Pepper is the most consumed vegetable, after tomato, worldwide. Hot pepper fruits uniquely possess a substance, capsaicin, which acts as an antioxidant, stimulant of energy metabolism and suppressor of fat accumulation, anti-inflammatory and neurostimulant. Recently, several lines of research have focused on the use of capsaicin as a possible treatment for various types of cancer. In general, these studies have been carried out with the pure substance, and its mechanism of action has been modeled to determine some of these functions.
However, in our recent publication in collaboration with Jose Manuel Palma and Francisco Javier Corpas researches from the Zaidín Experimental Station, we have shown that it is the extracts of sweet green bell pepper and not those of hot pepper, which contain high levels of capsaicin, that show greater anti-proliferative activity in seven tumor lines: liver, lung, pancreas, breast, prostate, colon and skin. In parallel, we have been able to establish through a non-targeted metabolomics approach that quercetin and its derivatives (quercitrin, quercetin rhamnoside, quercetin 3-(2Gal-apiosylrobinobioside)) as well as gingerglycolipid A are found in significantly higher concentration in green fruits.
The approval of the PIMANTICAN project will allow us to deepen the identification and characterization of the compounds responsible for such activity in sweet pepper.

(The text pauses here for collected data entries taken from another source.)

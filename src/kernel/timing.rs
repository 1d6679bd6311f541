use std::time::Duration;

/// One simulated time unit. Every default below is expressed in ticks.
pub const TICK: Duration = Duration::from_millis(100);

/// Delay granted to a step whose burst is zero or negative.
const MIN_STEP_DELAY: Duration = Duration::from_micros(1);

/// Clock and policy constants shared by every loop of a run.
#[derive(Debug, Clone, Copy, PartialEq)]
pub struct Timing {
    /// Wall-clock cost of one burst unit.
    pub burst_unit: Duration,
    /// Round-robin time slice, in burst units.
    pub quantum: u32,
    pub aging_interval: Duration,
    pub aging_step: i8,
    pub poll_interval: Duration,
    pub idle_backoff: Duration,
    /// Donors at or below this backlog are left alone.
    pub balance_threshold: usize,
}

impl Default for Timing {
    fn default() -> Timing {
        Timing {
            burst_unit: TICK / 10,
            quantum: 20,
            aging_interval: TICK * 20,
            aging_step: 1,
            poll_interval: TICK * 2,
            idle_backoff: TICK,
            balance_threshold: 5,
        }
    }
}

impl Timing {
    /// Elapsed time simulated for consuming `burst` units.
    pub fn execution_delay(&self, burst: i32) -> Duration {
        let units = burst.max(1) as u32;
        (self.burst_unit * units).max(MIN_STEP_DELAY)
    }

    /// Microsecond clocks for exercising whole runs in tests.
    #[cfg(test)]
    pub fn fast() -> Timing {
        Timing {
            burst_unit: Duration::from_micros(20),
            aging_interval: Duration::from_micros(500),
            poll_interval: Duration::from_micros(200),
            idle_backoff: Duration::from_micros(100),
            ..Timing::default()
        }
    }
}
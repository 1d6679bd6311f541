use std::sync::{Arc, Condvar, Mutex};

/// Global pause barrier between the supervisor and every worker/aging loop.
///
/// `suspend` does not return until every registered participant is parked
/// in `observe`, so the caller owns all queues until `resume`.
pub(crate) struct SuspendGate {
    state: Mutex<GateState>,
    opened: Condvar,
    parked: Condvar,
}

struct GateState {
    closed: bool,
    participants: usize,
    parked: usize,
}

impl SuspendGate {
    pub fn new() -> SuspendGate {
        SuspendGate {
            state: Mutex::new(GateState {
                closed: false,
                participants: 0,
                parked: 0,
            }),
            opened: Condvar::new(),
            parked: Condvar::new(),
        }
    }

    /// Counts the caller in the rendezvous until the guard is dropped.
    pub fn register(self: &Arc<Self>) -> GateParticipant {
        self.state.lock().unwrap().participants += 1;
        GateParticipant { gate: self.clone() }
    }

    pub fn suspend(&self) {
        let mut state = self.state.lock().unwrap();
        state.closed = true;

        while state.parked < state.participants {
            state = self.parked.wait(state).unwrap();
        }
    }

    pub fn resume(&self) {
        let mut state = self.state.lock().unwrap();
        state.closed = false;
        self.opened.notify_all();
    }

    /// Parks while the gate is closed; returns at once when it is open.
    pub fn observe(&self) {
        let mut state = self.state.lock().unwrap();
        if !state.closed {
            return;
        }

        state.parked += 1;
        self.parked.notify_all();

        while state.closed {
            state = self.opened.wait(state).unwrap();
        }

        state.parked -= 1;
    }

    pub fn is_suspended(&self) -> bool {
        self.state.lock().unwrap().closed
    }

    fn deregister(&self) {
        // Runs during unwinding too, so never panic on a poisoned lock here.
        let mut state = match self.state.lock() {
            Ok(state) => state,
            Err(poisoned) => poisoned.into_inner(),
        };
        state.participants -= 1;
        self.parked.notify_all();
    }
}

pub(crate) struct GateParticipant {
    gate: Arc<SuspendGate>,
}

impl GateParticipant {
    pub fn observe(&self) {
        self.gate.observe();
    }
}

impl Drop for GateParticipant {
    fn drop(&mut self) {
        self.gate.deregister();
    }
}

#[cfg(test)]
mod tests {
    use std::sync::atomic::{AtomicUsize, Ordering};
    use std::thread;
    use std::time::Duration;

    use super::*;

    #[test]
    fn test_suspend_gate_open_observe_returns() {
        let gate = Arc::new(SuspendGate::new());
        let participant = gate.register();
        participant.observe();
        assert!(!gate.is_suspended());
    }

    #[test]
    fn test_suspend_gate_without_participants_does_not_block() {
        let gate = SuspendGate::new();
        gate.suspend();
        assert!(gate.is_suspended());
        gate.resume();
        assert!(!gate.is_suspended());
    }

    #[test]
    fn test_suspend_gate_waits_for_every_worker_to_park() {
        let gate = Arc::new(SuspendGate::new());
        let progress = Arc::new(AtomicUsize::new(0));
        let running = Arc::new(std::sync::atomic::AtomicBool::new(true));

        let workers: Vec<_> = (0..3)
            .map(|_| {
                let participant = gate.register();
                let progress = progress.clone();
                let running = running.clone();
                thread::spawn(move || {
                    while running.load(Ordering::Acquire) {
                        participant.observe();
                        progress.fetch_add(1, Ordering::SeqCst);
                        thread::sleep(Duration::from_micros(200));
                    }
                })
            })
            .collect();

        thread::sleep(Duration::from_millis(5));
        gate.suspend();

        // Everyone is parked: no iteration can advance the counter.
        let frozen = progress.load(Ordering::SeqCst);
        thread::sleep(Duration::from_millis(5));
        assert_eq!(progress.load(Ordering::SeqCst), frozen);

        running.store(false, Ordering::Release);
        gate.resume();

        for worker in workers {
            worker.join().unwrap();
        }
        assert!(progress.load(Ordering::SeqCst) > frozen);
    }

    #[test]
    fn test_suspend_gate_dropped_participant_is_not_awaited() {
        let gate = Arc::new(SuspendGate::new());
        let participant = gate.register();

        let handle = thread::spawn(move || {
            let _participant = participant;
            panic!("worker died");
        });
        assert!(handle.join().is_err());

        gate.suspend();
        gate.resume();
    }
}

The research will be approached by non-targeted metabolomic analysis, fractionation of green sweet pepper extracts and identification of the molecules contained in the fractions that show such antitumor activity. Once the active principles have been identified, assays will be carried out to determine the optimum concentration of the same that will produce 50% cell death (IC50) in each of the lines, which is oriented towards biotechnological purposes with a future pharmacological-biomedical application.